When Jesus says "Judge not that ye be not judged," he cannot be forbidding all severity of judgment, for no one could be on occasion more severe, or unsparing, or denunciatory than he. "Woe unto you, hypocrites," he says to some of the respectable church-leaders of his time. "Beware of false prophets," he says in this passage, "for they are inwardly ravening wolves." No, Jesus certainly was not a soft-spoken person or one likely to plead for gentle judgments so as to get kindness in return. What he is in fact laying down in this passage is a much profounder principle,—the principle of the recoil of judgments. Your judgments of others are in reality the most complete betrayal of yourself. What you think of them is the key to your own soul. Your careless utterances are like the boomerang of some clumsy savage, often missing the mark toward {33} which it is thrown, and returning to smite the man that threw it.

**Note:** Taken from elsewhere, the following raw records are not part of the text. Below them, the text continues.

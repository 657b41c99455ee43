use anyhow::{Context, Result, anyhow};
use directories::ProjectDirs;
use serde::{Deserialize, Serialize};
use std::{
    collections::HashMap,
    fs,
    path::{Path, PathBuf},
};

use crate::{cache::DEFAULT_MAX_ENTRIES, provider::ProviderId, retry::RetryPolicy};

pub const DEFAULT_BIND: &str = "127.0.0.1:5000";

/// Credentials for a single upstream (e.g., API key).
#[derive(Debug, Clone, Serialize, Deserialize)]
pub struct ProviderConfig {
    pub api_key: String,
}

/// Outbound HTTP settings.
#[derive(Debug, Clone, Serialize, Deserialize)]
#[serde(default)]
pub struct HttpConfig {
    /// Skip TLS certificate verification on every upstream call.
    pub insecure_tls: bool,
    pub weather_timeout_secs: u64,
    pub geocode_timeout_secs: u64,
    pub generate_timeout_secs: u64,
}

impl Default for HttpConfig {
    fn default() -> Self {
        Self {
            insecure_tls: true,
            weather_timeout_secs: 5,
            geocode_timeout_secs: 3,
            generate_timeout_secs: 8,
        }
    }
}

/// Base URLs of the upstream services.
#[derive(Debug, Clone, Serialize, Deserialize)]
#[serde(default)]
pub struct Endpoints {
    pub openweather: String,
    pub weatherapi: String,
    pub geocoding: String,
    pub gemini: String,
}

impl Default for Endpoints {
    fn default() -> Self {
        Self {
            openweather: "https://api.openweathermap.org".to_string(),
            weatherapi: "http://api.weatherapi.com".to_string(),
            geocoding: "https://geocoding-api.open-meteo.com".to_string(),
            gemini: "https://generativelanguage.googleapis.com".to_string(),
        }
    }
}

#[derive(Debug, Clone, Serialize, Deserialize)]
#[serde(default)]
pub struct CacheConfig {
    pub recommendations: bool,
    pub recommendation_ttl_secs: u64,
    pub autocomplete: bool,
    pub autocomplete_ttl_secs: u64,
    /// Per-cache entry cap.
    pub max_entries: usize,
}

impl Default for CacheConfig {
    fn default() -> Self {
        Self {
            recommendations: true,
            recommendation_ttl_secs: 600,
            autocomplete: true,
            autocomplete_ttl_secs: 300,
            max_entries: DEFAULT_MAX_ENTRIES,
        }
    }
}

/// Top-level configuration stored on disk.
#[derive(Debug, Clone, Serialize, Deserialize, Default)]
#[serde(default)]
pub struct Config {
    /// Listen address for `outfit serve`, e.g. "0.0.0.0:8080".
    pub bind: Option<String>,

    /// Weather provider id, "openweather" (default) or "weatherapi".
    pub weather_provider: Option<String>,

    /// Reject model output that is not a JSON object and serve the fallback instead.
    pub strict_payload: bool,

    /// Example TOML:
    /// [providers.gemini]
    /// api_key = "..."
    pub providers: HashMap<String, ProviderConfig>,

    pub http: HttpConfig,
    pub endpoints: Endpoints,
    pub retry: RetryPolicy,
    pub cache: CacheConfig,
}

impl Config {
    pub fn bind_addr(&self) -> &str {
        self.bind.as_deref().unwrap_or(DEFAULT_BIND)
    }

    /// The configured weather provider, OpenWeather when unset.
    pub fn weather_provider_id(&self) -> Result<ProviderId> {
        let Some(s) = self.weather_provider.as_deref() else {
            return Ok(ProviderId::OpenWeather);
        };

        let id = ProviderId::try_from(s)?;
        if !id.is_weather() {
            return Err(anyhow!(
                "'{id}' is not a weather provider. \
                 Supported weather providers: openweather, weatherapi."
            ));
        }
        Ok(id)
    }

    pub fn set_weather_provider(&mut self, id: ProviderId) {
        self.weather_provider = Some(id.as_str().to_string());
    }

    /// Load config from `path`, or return defaults if it doesn't exist yet.
    pub fn load_from(path: &Path) -> Result<Self> {
        if !path.exists() {
            return Ok(Self::default());
        }

        let contents = fs::read_to_string(path)
            .with_context(|| format!("Failed to read config file: {}", path.display()))?;

        let cfg: Config = toml::from_str(&contents)
            .with_context(|| format!("Failed to parse config file: {}", path.display()))?;

        Ok(cfg)
    }

    /// Save config to `path`, creating parent directories as needed.
    pub fn save_to(&self, path: &Path) -> Result<()> {
        if let Some(parent) = path.parent() {
            fs::create_dir_all(parent).with_context(|| {
                format!("Failed to create config directory: {}", parent.display())
            })?;
        }

        let toml =
            toml::to_string_pretty(self).context("Failed to serialize configuration to TOML")?;

        fs::write(path, toml)
            .with_context(|| format!("Failed to write config file: {}", path.display()))?;

        Ok(())
    }

    pub fn config_file_path() -> Result<PathBuf> {
        let dirs = ProjectDirs::from("dev", "outfit-agent", "outfit")
            .ok_or_else(|| anyhow!("Could not determine platform config directory"))?;

        Ok(dirs.config_dir().join("config.toml"))
    }

    /// Overlay API keys and bind address from the process environment.
    pub fn apply_env(&mut self) {
        self.apply_env_from(|name| std::env::var(name).ok());
    }

    pub fn apply_env_from(&mut self, lookup: impl Fn(&str) -> Option<String>) {
        for id in ProviderId::all() {
            if let Some(key) = lookup(id.env_var()).filter(|k| !k.trim().is_empty()) {
                self.providers.insert(id.as_str().to_string(), ProviderConfig { api_key: key });
            }
        }
        if let Some(bind) = lookup("OUTFIT_BIND").filter(|b| !b.trim().is_empty()) {
            self.bind = Some(bind);
        }
    }

    /// Set/replace an API key; the first weather provider configured becomes the default.
    pub fn upsert_provider_api_key(&mut self, provider_id: ProviderId, api_key: String) {
        self.providers.insert(provider_id.as_str().to_string(), ProviderConfig { api_key });

        if provider_id.is_weather() && self.weather_provider.is_none() {
            self.weather_provider = Some(provider_id.to_string());
        }
    }

    pub fn provider_api_key(&self, provider_id: ProviderId) -> Option<&str> {
        self.providers
            .get(provider_id.as_str())
            .map(|cfg| cfg.api_key.as_str())
            .filter(|k| !k.is_empty())
    }

    pub fn is_provider_configured(&self, provider_id: ProviderId) -> bool {
        self.provider_api_key(provider_id).is_some()
    }
}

This is a strange reversal of the common notion in which we think of our relation to other lives. We fancy that another life is perfectly interpretable in its motives and aims, but that our own lives are much disguised; whereas the fact is that nothing is more mysterious and baffling than the interior purposes of another soul, and nothing is more self-disclosed and transparent than the nature of a judging life. One man goes through the world and finds it suspicious, inclined to wrong-doing, full of capacity for evil, and he judges it with his ready gossip of depreciation. He may be in all this reporting what is true, or he may be stating what is untrue; but one truth he is reporting with entire precision,—the fact that he is himself a suspicious and ungenerous man; and this disclosure of his own heart, which, if another hinted at it, he would resent, he is without any disguise making of his own accord. The cynic looks over the world and finds it hopelessly bad, but the one obvious fact is not that the world is all bad, but that the man is a cynic. The snob looks over the world and finds it hopelessly {34} vulgar, but the fact is not that the world is all vulgar, but that the man is a snob. The gentleman walks his way through the world, anticipating just dealing, believing in his neighbor, expecting responsiveness to honor, considerateness, high-mindedness, and he is often deceived and finds his confidence misplaced, and sometimes discovers ruffians where he thought there were gentlemen; but this at least he has proved,—that he himself is a gentleman. Through his judgment of others he is himself judged, and as he has measured to others, so, in the final judgment of him, made either by God or men, it shall be measured to him again.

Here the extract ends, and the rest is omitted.